I would assume a good one would have multiple levels of failure and response.

 

(1) Loss of RF STL - have a backup via IP/fiber/sat, etc. Can a live truck still be used to uplink/radiate direct to the transmitter nowadays (assume so, just like in the old analog days)? What about subchannels (lost for the duration, most likely)? Should still have live studios, sat downlinks, and playout servers available at studio, so no loss of traffic server, spots, etc.

(2) Loss of cable/VSAT provider feed - ? This one nowadays would seem to me to be a biggie. What's the workaround? Cable provider use an OTA feed, if in coverage?

(3) Loss of studio, temporary (like an evacuation due to a gas leak) - live truck provide origination from somewhere near the studio (pre-surveyed spot?) back to transmitter, take the short hit to revenue and ability to use playout servers, etc.

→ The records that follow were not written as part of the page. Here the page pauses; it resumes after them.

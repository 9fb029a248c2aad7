//! Key-value store for device settings
//!
//! Values are stored as JSON in a sled tree. Keys are built from scope
//! segments joined with `:` (e.g. `device:has_seen_onboarding`).

use serde::{de::DeserializeOwned, Deserialize, Serialize};
use sled::Db;
use std::path::PathBuf;
use std::sync::Arc;
use thiserror::Error;
use tracing::{debug, trace};

/// Scope segment separator
const SEPARATOR: &str = ":";

/// Key-value store error types
#[derive(Debug, Error)]
pub enum KvError {
    /// Sled database error
    #[error("Database error: {0}")]
    Database(#[from] sled::Error),

    /// Serialization error
    #[error("Serialization error: {0}")]
    Serialization(#[from] serde_json::Error),

    /// Invalid key
    #[error("Invalid key: {0}")]
    InvalidKey(String),
}

/// Result type for key-value operations
pub type Result<T> = std::result::Result<T, KvError>;

/// Key-value store configuration
#[derive(Debug, Clone, PartialEq, Serialize, Deserialize)]
#[serde(rename_all = "camelCase", default)]
pub struct KvConfig {
    /// Database directory
    pub path: PathBuf,
    /// Cache capacity in bytes
    pub cache_capacity: u64,
    /// Enable compression
    pub use_compression: bool,
    /// Flush interval in milliseconds (None flushes only on request)
    pub flush_every_ms: Option<u64>,
}

impl Default for KvConfig {
    fn default() -> Self {
        Self {
            path: PathBuf::from("creditline_kv.db"),
            cache_capacity: 1024 * 1024, // 1MB
            use_compression: true,
            flush_every_ms: Some(500),
        }
    }
}

impl KvConfig {
    /// Configuration for a database directory
    pub fn new(path: impl Into<PathBuf>) -> Self {
        Self { path: path.into(), ..Default::default() }
    }

    /// Set cache capacity in bytes
    pub fn cache_capacity(mut self, bytes: u64) -> Self {
        self.cache_capacity = bytes;
        self
    }

    /// Enable or disable compression
    pub fn use_compression(mut self, enabled: bool) -> Self {
        self.use_compression = enabled;
        self
    }

    /// Set flush interval in milliseconds
    pub fn flush_every_ms(mut self, ms: Option<u64>) -> Self {
        self.flush_every_ms = ms;
        self
    }
}

/// JSON key-value store backed by sled
#[derive(Clone)]
pub struct KvStore {
    db: Arc<Db>,
}

impl KvStore {
    /// Open or create a store
    pub fn new(config: KvConfig) -> Result<Self> {
        let db = sled::Config::new()
            .path(&config.path)
            .cache_capacity(config.cache_capacity)
            .use_compression(config.use_compression)
            .flush_every_ms(config.flush_every_ms)
            .open()?;

        debug!(path = %config.path.display(), "Opened key-value store");
        Ok(Self { db: Arc::new(db) })
    }

    /// Create a temporary store that is deleted on drop (for testing)
    pub fn in_memory() -> Result<Self> {
        let db = sled::Config::new().temporary(true).open()?;
        Ok(Self { db: Arc::new(db) })
    }

    /// Get a value by key
    pub fn get<T>(&self, key: &str) -> Result<Option<T>>
    where
        T: DeserializeOwned,
    {
        match self.db.get(key.as_bytes())? {
            Some(bytes) => Ok(Some(serde_json::from_slice(&bytes)?)),
            None => Ok(None),
        }
    }

    /// Set a value by key
    pub fn set<T>(&self, key: &str, value: &T) -> Result<()>
    where
        T: Serialize + ?Sized,
    {
        let bytes = serde_json::to_vec(value)?;
        self.db.insert(key.as_bytes(), bytes)?;
        trace!(key, "Stored value");
        Ok(())
    }

    /// Remove a value by key. Returns whether it existed.
    pub fn remove(&self, key: &str) -> Result<bool> {
        Ok(self.db.remove(key.as_bytes())?.is_some())
    }

    /// Check if a key exists
    pub fn contains(&self, key: &str) -> Result<bool> {
        Ok(self.db.contains_key(key.as_bytes())?)
    }

    /// Get a value by scoped key (e.g., `["device", "theme"]`)
    pub fn get_scoped<T>(&self, scopes: &[&str]) -> Result<Option<T>>
    where
        T: DeserializeOwned,
    {
        self.get(&scoped_key(scopes)?)
    }

    /// Set a value by scoped key
    pub fn set_scoped<T>(&self, scopes: &[&str], value: &T) -> Result<()>
    where
        T: Serialize + ?Sized,
    {
        self.set(&scoped_key(scopes)?, value)
    }

    /// Remove a value by scoped key
    pub fn remove_scoped(&self, scopes: &[&str]) -> Result<bool> {
        self.remove(&scoped_key(scopes)?)
    }

    /// Check if a scoped key exists
    pub fn contains_scoped(&self, scopes: &[&str]) -> Result<bool> {
        self.contains(&scoped_key(scopes)?)
    }

    /// Flush pending writes to disk
    pub fn flush(&self) -> Result<()> {
        self.db.flush()?;
        Ok(())
    }

    /// Clear all data
    pub fn clear(&self) -> Result<()> {
        self.db.clear()?;
        Ok(())
    }

    /// Number of keys in the store
    pub fn len(&self) -> usize {
        self.db.len()
    }

    /// Whether the store is empty
    pub fn is_empty(&self) -> bool {
        self.db.is_empty()
    }
}

fn scoped_key(scopes: &[&str]) -> Result<String> {
    if scopes.is_empty() {
        return Err(KvError::InvalidKey("empty scope".to_string()));
    }
    if let Some(bad) = scopes.iter().find(|s| s.is_empty() || s.contains(SEPARATOR)) {
        return Err(KvError::InvalidKey(format!("bad scope segment {bad:?}")));
    }
    Ok(scopes.join(SEPARATOR))
}

/// Scoped key-value store for device-level settings
#[derive(Clone)]
pub struct DeviceStore {
    kv: Arc<KvStore>,
}

impl DeviceStore {
    /// Scope name
    pub const SCOPE: &'static str = "device";

    /// Create a new device store
    pub fn new(kv: Arc<KvStore>) -> Self {
        Self { kv }
    }

    /// Get a device-level value
    pub fn get<T>(&self, key: &str) -> Result<Option<T>>
    where
        T: DeserializeOwned,
    {
        self.kv.get_scoped(&[Self::SCOPE, key])
    }

    /// Set a device-level value
    pub fn set<T>(&self, key: &str, value: &T) -> Result<()>
    where
        T: Serialize + ?Sized,
    {
        self.kv.set_scoped(&[Self::SCOPE, key], value)
    }

    /// Remove a device-level value
    pub fn remove(&self, key: &str) -> Result<bool> {
        self.kv.remove_scoped(&[Self::SCOPE, key])
    }

    /// Check if a device-level key exists
    pub fn contains(&self, key: &str) -> Result<bool> {
        self.kv.contains_scoped(&[Self::SCOPE, key])
    }

    /// Persist pending writes
    pub fn flush(&self) -> Result<()> {
        self.kv.flush()
    }
}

(4) Loss of studio, short-term (like a pipe break flooding event) - have a backup plan with another local TV station (like KUHT with KHOU right now) to use a spare studio space for live origination, offload server duties, graphics, etc. to a sister station (like KHOU with WFAA/KUSA). Definitely not tolerable for the long-term. Or, outfit a back-up studio with some older server and graphics/switching gear somewhere in town, and use that temporarily.

(5) Loss of studio, long-term (like 10' of water in your building for days) - Equip (beforehand or while in the short-term situation, depending on how much pain you want in the short-term and how much money you have beforehand to spend on a back-up facility) a back-up facility, and use it while the main studio is being R&R'ed, or a new one built out. Multiple stations in a bigger market might just be able to jointly do this to spread the cost.

(6) Loss of transmitter plant - With ATSC 1.0, could move temporarily to another broadcaster's subchannel, otherwise have a back-up transmitter plant (like KRLD TV did for years after they built-out Cedar Hill), or go off the air while you rebuild, either a temp plant or the original plant. Going dark may not deprive the broadcaster of cable/sat revenue, but it sure will arouse the ire or the FCC if it's for long.

 

Then there are the archives...I sure hope KHOU had most of their archival material backed-up offsite. Another section of the DRCOP.